(Collected data entries)
>>

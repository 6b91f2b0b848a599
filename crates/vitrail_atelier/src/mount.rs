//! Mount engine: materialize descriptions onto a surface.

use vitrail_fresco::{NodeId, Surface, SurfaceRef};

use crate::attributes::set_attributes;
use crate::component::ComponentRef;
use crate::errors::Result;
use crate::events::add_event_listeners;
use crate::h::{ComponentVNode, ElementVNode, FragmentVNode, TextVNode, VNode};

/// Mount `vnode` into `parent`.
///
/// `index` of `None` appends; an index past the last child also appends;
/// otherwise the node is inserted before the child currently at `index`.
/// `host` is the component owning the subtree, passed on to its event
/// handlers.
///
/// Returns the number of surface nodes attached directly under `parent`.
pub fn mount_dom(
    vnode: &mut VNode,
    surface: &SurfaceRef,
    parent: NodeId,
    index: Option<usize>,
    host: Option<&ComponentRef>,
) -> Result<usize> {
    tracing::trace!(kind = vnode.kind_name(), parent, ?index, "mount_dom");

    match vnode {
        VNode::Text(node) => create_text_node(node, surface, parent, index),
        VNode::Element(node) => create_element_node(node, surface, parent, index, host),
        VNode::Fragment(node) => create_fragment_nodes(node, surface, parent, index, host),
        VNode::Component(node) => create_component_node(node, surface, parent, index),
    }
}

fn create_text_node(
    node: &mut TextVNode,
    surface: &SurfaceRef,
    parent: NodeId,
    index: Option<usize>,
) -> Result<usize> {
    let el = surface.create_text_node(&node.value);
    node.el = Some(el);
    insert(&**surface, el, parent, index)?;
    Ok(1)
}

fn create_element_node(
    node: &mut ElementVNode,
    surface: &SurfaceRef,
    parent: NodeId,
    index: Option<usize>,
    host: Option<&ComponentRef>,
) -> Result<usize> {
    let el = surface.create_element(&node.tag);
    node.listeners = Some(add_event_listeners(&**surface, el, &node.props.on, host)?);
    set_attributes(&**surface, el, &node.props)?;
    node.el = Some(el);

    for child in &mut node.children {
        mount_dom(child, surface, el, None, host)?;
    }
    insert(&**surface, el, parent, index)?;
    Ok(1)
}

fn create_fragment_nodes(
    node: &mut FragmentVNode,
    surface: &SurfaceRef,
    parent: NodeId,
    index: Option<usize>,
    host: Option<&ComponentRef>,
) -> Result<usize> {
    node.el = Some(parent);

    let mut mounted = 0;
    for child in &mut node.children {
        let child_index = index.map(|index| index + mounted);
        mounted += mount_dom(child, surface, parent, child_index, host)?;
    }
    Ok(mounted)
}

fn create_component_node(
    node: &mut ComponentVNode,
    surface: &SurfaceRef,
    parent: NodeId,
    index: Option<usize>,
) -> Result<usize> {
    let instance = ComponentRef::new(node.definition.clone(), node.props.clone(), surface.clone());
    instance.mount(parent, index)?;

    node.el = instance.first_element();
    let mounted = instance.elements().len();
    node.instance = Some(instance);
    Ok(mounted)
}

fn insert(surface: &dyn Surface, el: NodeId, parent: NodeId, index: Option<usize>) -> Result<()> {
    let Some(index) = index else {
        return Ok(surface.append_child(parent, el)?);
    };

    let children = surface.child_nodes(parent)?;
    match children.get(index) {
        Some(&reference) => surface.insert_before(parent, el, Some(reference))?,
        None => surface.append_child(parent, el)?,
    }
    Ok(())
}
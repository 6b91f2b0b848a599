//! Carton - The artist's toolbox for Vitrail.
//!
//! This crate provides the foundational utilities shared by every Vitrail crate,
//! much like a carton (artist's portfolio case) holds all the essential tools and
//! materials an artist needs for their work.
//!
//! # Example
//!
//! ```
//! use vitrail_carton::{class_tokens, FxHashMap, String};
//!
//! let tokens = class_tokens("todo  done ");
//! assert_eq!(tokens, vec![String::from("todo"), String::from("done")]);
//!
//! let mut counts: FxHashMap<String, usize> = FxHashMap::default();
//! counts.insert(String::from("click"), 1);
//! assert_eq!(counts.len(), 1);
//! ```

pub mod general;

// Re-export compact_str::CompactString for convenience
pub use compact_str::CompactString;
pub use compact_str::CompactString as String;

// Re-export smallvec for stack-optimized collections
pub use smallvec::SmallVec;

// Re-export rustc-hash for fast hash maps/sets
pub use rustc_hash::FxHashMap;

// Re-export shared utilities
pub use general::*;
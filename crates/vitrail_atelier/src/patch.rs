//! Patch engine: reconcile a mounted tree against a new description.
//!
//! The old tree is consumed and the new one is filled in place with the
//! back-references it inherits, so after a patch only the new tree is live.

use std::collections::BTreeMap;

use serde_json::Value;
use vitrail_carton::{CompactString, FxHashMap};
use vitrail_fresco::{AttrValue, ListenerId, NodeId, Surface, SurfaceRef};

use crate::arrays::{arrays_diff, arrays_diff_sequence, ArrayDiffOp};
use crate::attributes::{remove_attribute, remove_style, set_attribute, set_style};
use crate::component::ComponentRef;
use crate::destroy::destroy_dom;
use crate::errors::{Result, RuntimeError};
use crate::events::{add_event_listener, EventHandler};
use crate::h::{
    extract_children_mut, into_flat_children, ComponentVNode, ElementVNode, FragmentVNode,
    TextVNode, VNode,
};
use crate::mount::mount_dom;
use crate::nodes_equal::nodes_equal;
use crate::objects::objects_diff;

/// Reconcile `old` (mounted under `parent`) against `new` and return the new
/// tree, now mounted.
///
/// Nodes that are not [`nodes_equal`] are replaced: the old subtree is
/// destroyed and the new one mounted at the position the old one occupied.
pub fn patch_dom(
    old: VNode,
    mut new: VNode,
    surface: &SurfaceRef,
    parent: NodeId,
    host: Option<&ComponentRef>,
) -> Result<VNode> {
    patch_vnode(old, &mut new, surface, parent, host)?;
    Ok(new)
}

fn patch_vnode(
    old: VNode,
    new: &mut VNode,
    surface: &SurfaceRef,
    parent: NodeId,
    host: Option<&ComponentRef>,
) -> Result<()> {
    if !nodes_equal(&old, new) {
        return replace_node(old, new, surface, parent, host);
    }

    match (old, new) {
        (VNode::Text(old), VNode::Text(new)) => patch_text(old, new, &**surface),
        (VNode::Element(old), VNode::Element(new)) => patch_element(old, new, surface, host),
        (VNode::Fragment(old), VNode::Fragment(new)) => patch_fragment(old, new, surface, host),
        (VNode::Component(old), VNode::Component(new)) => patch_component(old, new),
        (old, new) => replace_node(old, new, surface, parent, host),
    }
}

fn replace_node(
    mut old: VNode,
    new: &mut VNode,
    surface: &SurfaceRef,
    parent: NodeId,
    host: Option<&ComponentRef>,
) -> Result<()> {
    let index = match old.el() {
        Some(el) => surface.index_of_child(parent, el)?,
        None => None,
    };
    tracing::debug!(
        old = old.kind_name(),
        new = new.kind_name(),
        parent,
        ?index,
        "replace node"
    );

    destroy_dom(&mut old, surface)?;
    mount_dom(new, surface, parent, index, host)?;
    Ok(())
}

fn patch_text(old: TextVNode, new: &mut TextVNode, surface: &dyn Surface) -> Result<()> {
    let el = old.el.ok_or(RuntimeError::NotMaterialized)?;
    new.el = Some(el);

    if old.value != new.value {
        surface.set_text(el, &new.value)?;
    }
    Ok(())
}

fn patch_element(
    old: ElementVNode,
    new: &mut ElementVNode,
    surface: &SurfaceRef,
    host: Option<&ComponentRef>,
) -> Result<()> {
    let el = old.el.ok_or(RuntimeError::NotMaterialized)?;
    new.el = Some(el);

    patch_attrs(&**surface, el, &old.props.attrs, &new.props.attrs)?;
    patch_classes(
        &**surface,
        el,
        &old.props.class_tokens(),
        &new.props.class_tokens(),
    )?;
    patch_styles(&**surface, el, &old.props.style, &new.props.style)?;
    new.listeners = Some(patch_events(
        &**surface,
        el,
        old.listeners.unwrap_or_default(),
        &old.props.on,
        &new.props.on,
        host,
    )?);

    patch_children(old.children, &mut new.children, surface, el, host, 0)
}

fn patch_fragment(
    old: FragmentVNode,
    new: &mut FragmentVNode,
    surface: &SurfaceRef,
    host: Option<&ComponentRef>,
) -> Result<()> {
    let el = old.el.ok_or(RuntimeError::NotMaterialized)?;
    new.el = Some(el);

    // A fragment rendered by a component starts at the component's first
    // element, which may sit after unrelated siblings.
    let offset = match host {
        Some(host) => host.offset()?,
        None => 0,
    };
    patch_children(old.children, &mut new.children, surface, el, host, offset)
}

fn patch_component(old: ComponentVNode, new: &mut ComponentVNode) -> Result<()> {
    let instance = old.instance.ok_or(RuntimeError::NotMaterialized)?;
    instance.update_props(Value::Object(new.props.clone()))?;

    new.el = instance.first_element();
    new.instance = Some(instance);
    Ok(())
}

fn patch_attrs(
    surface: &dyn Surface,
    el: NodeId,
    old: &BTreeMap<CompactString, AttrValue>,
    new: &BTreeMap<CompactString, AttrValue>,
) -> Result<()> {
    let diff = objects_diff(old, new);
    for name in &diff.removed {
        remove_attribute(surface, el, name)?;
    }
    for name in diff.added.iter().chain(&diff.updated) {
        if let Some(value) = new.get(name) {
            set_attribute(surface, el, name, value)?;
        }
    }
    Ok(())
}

<<

*EXERCISE*:
Find the lines above that contain the word "tracing" and collect them.

*ANSWER SECTION*:
    tracing::trace!(kind = vnode.kind_name(), parent, ?index, "mount_dom");
    tracing::debug!(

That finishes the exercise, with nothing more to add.